Repeat the records below exactly, beginning at the first line and finishing with the line that contains "Some(body) => builder".
================================
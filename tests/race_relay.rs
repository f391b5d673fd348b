//! HTTP tests for the race relay and health endpoints.
//!
//! The router is driven in-process with `oneshot`; no socket is bound.

use std::sync::Arc;

use axum::{
    body::{to_bytes, Body},
    http::{Method, Request, StatusCode},
    Router,
};
use serde_json::{json, Value};
use tokio_test::assert_ok;
use tower::ServiceExt;

use nightwatch_server::app::AppState;
use nightwatch_server::config::Config;
use nightwatch_server::http::build_router;
use nightwatch_server::relay::InMemorySessionStore;
use nightwatch_server::util::time::ManualClock;

fn router() -> Router {
    let state = AppState::with_parts(
        Config::default(),
        Arc::new(InMemorySessionStore::new()),
        Arc::new(ManualClock::new(0)),
    );
    build_router(state)
}

async fn send(
    router: &Router,
    method: Method,
    uri: &str,
    body: Option<Value>,
) -> (StatusCode, Vec<u8>) {
    let builder = Request::builder().method(method).uri(uri);
    let request = match body {
        Some(body) => builder
            .header("content-type", "application/json")
            .body(Body::from(body.to_string())),
        None => builder.body(Body::empty()),
    };
    let response = assert_ok!(router.clone().oneshot(assert_ok!(request)).await);
    let status = response.status();
    let bytes = assert_ok!(to_bytes(response.into_body(), usize::MAX).await);
    (status, bytes.to_vec())
}

fn json_body(bytes: &[u8]) -> Value {
    assert_ok!(serde_json::from_slice::<Value>(bytes))
}

async fn create(router: &Router, user_id: Value) -> String {
    let (status, body) = send(
        router,
        Method::POST,
        "/api/games/race/create",
        Some(json!({ "userId": user_id })),
    )
    .await;
    assert_eq!(status, StatusCode::OK);
    json_body(&body)["sessionId"]
        .as_str()
        .expect("sessionId should be a string")
        .to_string()
}

#[tokio::test]
async fn join_hands_out_the_session_seed() {
    let router = router();
    let sid = create(&router, json!("u1")).await;

    let (status, body) = send(
        &router,
        Method::POST,
        "/api/games/race/join",
        Some(json!({ "sessionId": sid, "userId": "u2" })),
    )
    .await;
    assert_eq!(status, StatusCode::OK);
    let joined = json_body(&body);
    assert_eq!(joined["success"], true);

    let (status, body) = send(&router, Method::GET, &format!("/api/games/race/{sid}"), None).await;
    assert_eq!(status, StatusCode::OK);
    let session = json_body(&body);
    assert_eq!(session["seed"], joined["seed"]);
    assert_eq!(session["roadSpeed"], 3.0);
    assert_eq!(session["players"].as_array().map(Vec::len), Some(2));
    assert_eq!(session["players"][1]["userId"], "u2");
}

#[tokio::test]
async fn third_player_is_turned_away() {
    let router = router();
    let sid = create(&router, json!(1)).await;

    for (user, expected) in [(2, StatusCode::OK), (3, StatusCode::BAD_REQUEST)] {
        let (status, _) = send(
            &router,
            Method::POST,
            "/api/games/race/join",
            Some(json!({ "sessionId": sid, "userId": user })),
        )
        .await;
        assert_eq!(status, expected);
    }

    let (status, body) = send(
        &router,
        Method::POST,
        "/api/games/race/join",
        Some(json!({ "sessionId": "not-a-session", "userId": 4 })),
    )
    .await;
    assert_eq!(status, StatusCode::BAD_REQUEST);
    assert!(json_body(&body)["error"].is_string());
}

#[tokio::test]
async fn update_returns_both_players() {
    let router = router();
    let sid = create(&router, json!("host")).await;
    send(
        &router,
        Method::POST,
        "/api/games/race/join",
        Some(json!({ "sessionId": sid, "userId": "guest" })),
    )
    .await;

    let (status, body) = send(
        &router,
        Method::POST,
        "/api/games/race/update",
        Some(json!({ "sessionId": sid, "userId": "guest", "x": 420.0, "score": 9.5, "avoided": 2 })),
    )
    .await;
    assert_eq!(status, StatusCode::OK);
    let snapshot = json_body(&body);
    assert_eq!(snapshot["players"][0]["x"], 300.0);
    assert_eq!(snapshot["players"][1]["x"], 420.0);
    assert_eq!(snapshot["players"][1]["score"], 9.5);
    assert_eq!(snapshot["players"][1]["avoided"], 2);
    assert!(snapshot.get("seed").is_some());
}

#[tokio::test]
async fn updates_for_unknown_targets_are_dropped() {
    let router = router();
    let sid = create(&router, json!("host")).await;

    let cases = [
        json!({ "sessionId": uuid::Uuid::new_v4(), "userId": "host", "x": 1.0, "score": 1.0 }),
        json!({ "sessionId": sid, "userId": "stranger", "x": 1.0, "score": 1.0 }),
        json!({ "sessionId": "garbage", "userId": "host", "x": 1.0, "score": 1.0 }),
    ];
    for case in cases {
        let (status, body) = send(&router, Method::POST, "/api/games/race/update", Some(case)).await;
        assert_eq!(status, StatusCode::NO_CONTENT);
        assert!(body.is_empty());
    }
}

#[tokio::test]
async fn unknown_session_is_404() {
    let router = router();
    let (status, _) = send(
        &router,
        Method::GET,
        &format!("/api/games/race/{}", uuid::Uuid::new_v4()),
        None,
    )
    .await;
    assert_eq!(status, StatusCode::NOT_FOUND);

    let (status, _) = send(&router, Method::GET, "/api/games/race/nope", None).await;
    assert_eq!(status, StatusCode::NOT_FOUND);
}

#[tokio::test]
async fn malformed_bodies_get_a_json_error() {
    let router = router();

    let request = Request::builder()
        .method(Method::POST)
        .uri("/api/games/race/create")
        .header("content-type", "application/json")
        .body(Body::from("{\"userId\":"));
    let response = assert_ok!(router.clone().oneshot(assert_ok!(request)).await);
    assert_eq!(response.status(), StatusCode::BAD_REQUEST);
    let bytes = assert_ok!(to_bytes(response.into_body(), usize::MAX).await);
    assert!(json_body(&bytes)["error"].is_string());

    // Well-formed JSON with a missing field
    let (status, body) = send(
        &router,
        Method::POST,
        "/api/games/race/update",
        Some(json!({ "sessionId": "abc" })),
    )
    .await;
    assert_eq!(status, StatusCode::BAD_REQUEST);
    assert!(json_body(&body)["error"].is_string());

    // No content type at all
    let (status, body) = send(&router, Method::POST, "/api/games/race/join", None).await;
    assert_eq!(status, StatusCode::BAD_REQUEST);
    assert!(json_body(&body)["error"].is_string());
}

#[tokio::test]
async fn health_counts_sessions() {
    let router = router();
    create(&router, json!("u1")).await;

    let (status, body) = send(&router, Method::GET, "/health", None).await;
    assert_eq!(status, StatusCode::OK);
    let health = json_body(&body);
    assert_eq!(health["status"], "ok");
    assert_eq!(health["race_sessions"], 1);
    assert_eq!(health["active_arenas"], 0);
}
================================
WRITTEN RESPONSE —
filename tests/race_relay.rs
repository f391b5d673fd348b
//! HTTP tests for the race relay and health endpoints.
//!
//! The router is driven in-process with `oneshot`; no socket is bound.

use std::sync::Arc;

use axum::{
    body::{to_bytes, Body},
    http::{Method, Request, StatusCode},
    Router,
};
use serde_json::{json, Value};
use tokio_test::assert_ok;
use tower::ServiceExt;

use nightwatch_server::app::AppState;
use nightwatch_server::config::Config;
use nightwatch_server::http::build_router;
use nightwatch_server::relay::InMemorySessionStore;
use nightwatch_server::util::time::ManualClock;

fn router() -> Router {
    let state = AppState::with_parts(
        Config::default(),
        Arc::new(InMemorySessionStore::new()),
        Arc::new(ManualClock::new(0)),
    );
    build_router(state)
}

async fn send(
    router: &Router,
    method: Method,
    uri: &str,
    body: Option<Value>,
) -> (StatusCode, Vec<u8>) {
    let builder = Request::builder().method(method).uri(uri);
    let request = match body {
        Some(body) => builder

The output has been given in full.